Nov. 19 in the Houston Chronicle

Craig Cook pointed down Dickinson Bayou and slowed his boat, stamped with the seal of the state’s General Land Office.

“There used to be a graveyard back there,” he said, looking toward the next bend in the water.

Aerial photographs show 25 derelict boats had crowded “The Boneyard,” a shallow shoreline where, for decades, owners had abandoned their vessels to rot, rust and sink.

Other boats, which might have once been productive fishing ships or prized speedboats, were hidden underwater or had broken into difficult-to-count segments of decks and keels.

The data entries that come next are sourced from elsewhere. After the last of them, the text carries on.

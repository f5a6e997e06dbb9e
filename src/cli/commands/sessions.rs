use clap::Subcommand;
use serde_json::json;

use crate::cli::client::ApiClient;
use crate::cli::utils::{output_record, output_success, output_table};
use crate::cli::OutputFormat;

#[derive(Subcommand)]
pub enum SessionCommands {
    #[command(about = "Sessions of an assignment, by number")]
    List {
        #[arg(help = "Assignment id")]
        assignment_id: i32,
    },

    #[command(about = "Show one session")]
    Show { id: i32 },

    #[command(about = "Start a pending session")]
    Start { id: i32 },

    #[command(about = "Finish a session in progress with its score")]
    Finish {
        id: i32,
        #[arg(long, help = "Score between 0 and 100")]
        score: f64,
        #[arg(long)]
        observations: Option<String>,
    },

    #[command(about = "Abandon a session that has not finished")]
    Abandon {
        id: i32,
        #[arg(long)]
        reason: String,
    },
}

pub async fn handle(cmd: SessionCommands, client: &ApiClient, output_format: OutputFormat) -> anyhow::Result<()> {
    match cmd {
        SessionCommands::List { assignment_id } => {
            let data = client
                .get(&format!("/api/assignments/{}/sessions", assignment_id))
                .await?;
            output_table(
                output_format,
                &data,
                &[
                    ("id", "ID"),
                    ("number", "#"),
                    ("scheduled_date", "SCHEDULED"),
                    ("status", "STATUS"),
                    ("score", "SCORE"),
                ],
                "No sessions found",
            )
        }
        SessionCommands::Show { id } => {
            let data = client.get(&format!("/api/sessions/{}", id)).await?;
            output_record(output_format, &data)
        }
        SessionCommands::Start { id } => {
            let data = client
                .post::<()>(&format!("/api/sessions/{}/start", id), None)
                .await?;
            report(output_format, data)
        }
        SessionCommands::Finish {
            id,
            score,
            observations,
        } => {
            let body = json!({ "score": score, "observations": observations });
            let data = client
                .post(&format!("/api/sessions/{}/finish", id), Some(&body))
                .await?;
            report(output_format, data)
        }
        SessionCommands::Abandon { id, reason } => {
            let body = json!({ "reason": reason });
            let data = client
                .post(&format!("/api/sessions/{}/abandon", id), Some(&body))
                .await?;
            report(output_format, data)
        }
    }
}

/// Mutations answer `{ message }`; echo the database's own wording
fn report(output_format: OutputFormat, data: serde_json::Value) -> anyhow::Result<()> {
    let message = data["message"].as_str().unwrap_or("Done").to_string();
    output_success(output_format, &message, Some(data))
}
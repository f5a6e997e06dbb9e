use axum::{
    async_trait,
    extract::{FromRequestParts, Request},
    http::{request::Parts, HeaderMap},
    middleware::Next,
    response::Response,
};

use crate::auth::{validate_jwt, Claims, JwtError, Role};
use crate::error::ApiError;

/// Authenticated caller extracted from the JWT
#[derive(Clone, Debug)]
pub struct AuthUser {
    pub user_id: i32,
    pub trainer_id: Option<i32>,
    pub name: String,
    pub email: String,
    pub role: Role,
}

impl AuthUser {
    pub fn is_admin(&self) -> bool {
        self.role == Role::Admin
    }

    /// Trainer id the database should check ownership against.
    /// Admins act without one.
    pub fn acting_trainer(&self) -> Option<i32> {
        match self.role {
            Role::Admin => None,
            Role::Trainer => self.trainer_id,
        }
    }

    /// Admins may act on any record, trainers only on records assigned to them
    pub fn may_act_for(&self, owner_trainer_id: i32) -> bool {
        match self.role {
            Role::Admin => true,
            Role::Trainer => self.trainer_id == Some(owner_trainer_id),
        }
    }
}

impl From<Claims> for AuthUser {
    fn from(claims: Claims) -> Self {
        Self {
            user_id: claims.sub,
            trainer_id: claims.trainer_id,
            name: claims.name,
            email: claims.email,
            role: claims.role,
        }
    }
}

/// JWT authentication middleware that validates tokens and extracts user context
pub async fn jwt_auth_middleware(
    headers: HeaderMap,
    mut request: Request,
    next: Next,
) -> Result<Response, ApiError> {
    let token = extract_jwt_from_headers(&headers).map_err(ApiError::unauthorized)?;

    let claims = validate_jwt(&token).map_err(|e| match e {
        JwtError::InvalidToken(msg) => {
            tracing::warn!("Rejected bearer token: {}", msg);
            ApiError::unauthorized("Invalid or expired token")
        }
        other => other.into(),
    })?;

    let auth_user = AuthUser::from(claims);
    tracing::debug!(
        "Authenticated {} ({}) as {}",
        auth_user.email,
        auth_user.user_id,
        auth_user.role
    );
    request.extensions_mut().insert(auth_user);

    Ok(next.run(request).await)
}

/// Extract JWT token from Authorization header
fn extract_jwt_from_headers(headers: &HeaderMap) -> Result<String, String> {
    let auth_header = headers
        .get(axum::http::header::AUTHORIZATION)
        .ok_or_else(|| "Missing Authorization header".to_string())?;

    let auth_str = auth_header
        .to_str()
        .map_err(|_| "Invalid Authorization header format".to_string())?;

    if let Some(token) = auth_str.strip_prefix("Bearer ") {
        if token.trim().is_empty() {
            return Err("Empty JWT token".to_string());
        }
        Ok(token.trim().to_string())
    } else {
        Err("Authorization header must use Bearer token format".to_string())
    }
}

/// Handlers take `AuthUser` directly; the middleware must have run first.
#[async_trait]
impl<S: Send + Sync> FromRequestParts<S> for AuthUser {
    type Rejection = ApiError;

    async fn from_request_parts(parts: &mut Parts, _state: &S) -> Result<Self, Self::Rejection> {
        parts
            .extensions
            .get::<AuthUser>()
            .cloned()
            .ok_or_else(|| ApiError::unauthorized("Authentication required"))
    }
}

#[cfg(test)]
mod tests {
    use super::*;
    use axum::http::HeaderValue;

    fn headers_with(value: &str) -> HeaderMap {
        let mut headers = HeaderMap::new();
        headers.insert("authorization", HeaderValue::from_str(value).unwrap());
        headers
    }

    #[test]
    fn bearer_token_is_extracted() {
        assert_eq!(extract_jwt_from_headers(&headers_with("Bearer abc.def.ghi")).unwrap(), "abc.def.ghi");
    }

    #[test]
    fn malformed_headers_are_rejected() {
        assert!(extract_jwt_from_headers(&HeaderMap::new()).is_err());
        assert!(extract_jwt_from_headers(&headers_with("Basic dXNlcjpwYXNz")).is_err());
        assert!(extract_jwt_from_headers(&headers_with("Bearer    ")).is_err());
    }

    #[test]
    fn admins_act_without_trainer_scope() {
        let admin = AuthUser {
            user_id: 1,
            trainer_id: Some(9),
            name: "Root".into(),
            email: "root@cognicare.app".into(),
            role: Role::Admin,
        };
        assert_eq!(admin.acting_trainer(), None);

        let trainer = AuthUser { role: Role::Trainer, ..admin };
        assert_eq!(trainer.acting_trainer(), Some(9));
    }

    #[test]
    fn trainers_only_act_for_themselves() {
        let trainer = AuthUser {
            user_id: 20,
            trainer_id: Some(4),
            name: "Carlos".into(),
            email: "carlos@uleam.edu.ec".into(),
            role: Role::Trainer,
        };
        assert!(trainer.may_act_for(4));
        assert!(!trainer.may_act_for(5));

        let orphan = AuthUser { trainer_id: None, ..trainer.clone() };
        assert!(!orphan.may_act_for(4));

        let admin = AuthUser { role: Role::Admin, ..trainer };
        assert!(admin.may_act_for(5));
    }
}
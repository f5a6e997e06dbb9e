pub mod auth;
pub mod response;
pub mod role;
pub mod validate;

pub use auth::{jwt_auth_middleware, AuthUser};
pub use response::{ApiResponse, ApiResult};
pub use role::{require_admin, require_trainer};
pub use validate::{Validate, ValidJson, ValidQuery, Validator};
use serde::{Deserialize, Serialize};
use sqlx::FromRow;

#[derive(Debug, Clone, Serialize, FromRow)]
pub struct Trainer {
    #[sqlx(rename = "id_entrenador")]
    pub id: i32,
    #[sqlx(rename = "id_usuario")]
    pub user_id: i32,
    #[sqlx(rename = "nombres")]
    pub first_names: String,
    #[sqlx(rename = "apellidos")]
    pub last_names: String,
    #[sqlx(rename = "cedula")]
    pub national_id: String,
    #[sqlx(rename = "correo")]
    pub email: String,
    #[sqlx(rename = "telefono")]
    pub phone: Option<String>,
    #[sqlx(rename = "especialidad")]
    pub specialty: Option<String>,
    #[sqlx(rename = "estado")]
    pub active: bool,
}

/// Writable trainer fields, shared by create and update
#[derive(Debug, Clone, Deserialize)]
pub struct TrainerInput {
    pub first_names: String,
    pub last_names: String,
    pub national_id: String,
    pub email: String,
    pub phone: Option<String>,
    pub specialty: Option<String>,
}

Abandonment was the simple – and once legal – answer for owners who couldn’t afford the upkeep or disposal costs of aging watercraft.

Before a 2005 law banned the practice and established a new state program authorized to clear public waterways, Texas had no plan for how to deal with boats abandoned by their owners even though the impact was clear.

Derelict vessels can create navigation hazards, leak petrochemicals and other pollutants, become dump sites for hazardous chemicals, change the pattern of soil settlement and damage delicate wildlife nurseries.

No state or federal agency had tackled the problem because no one saw it as its responsibility. Clearly boat owners, not governments, should be responsible for properly disposing of vessels nearing the end of life.

But not every owner does that.

Read the full story at Chron.com.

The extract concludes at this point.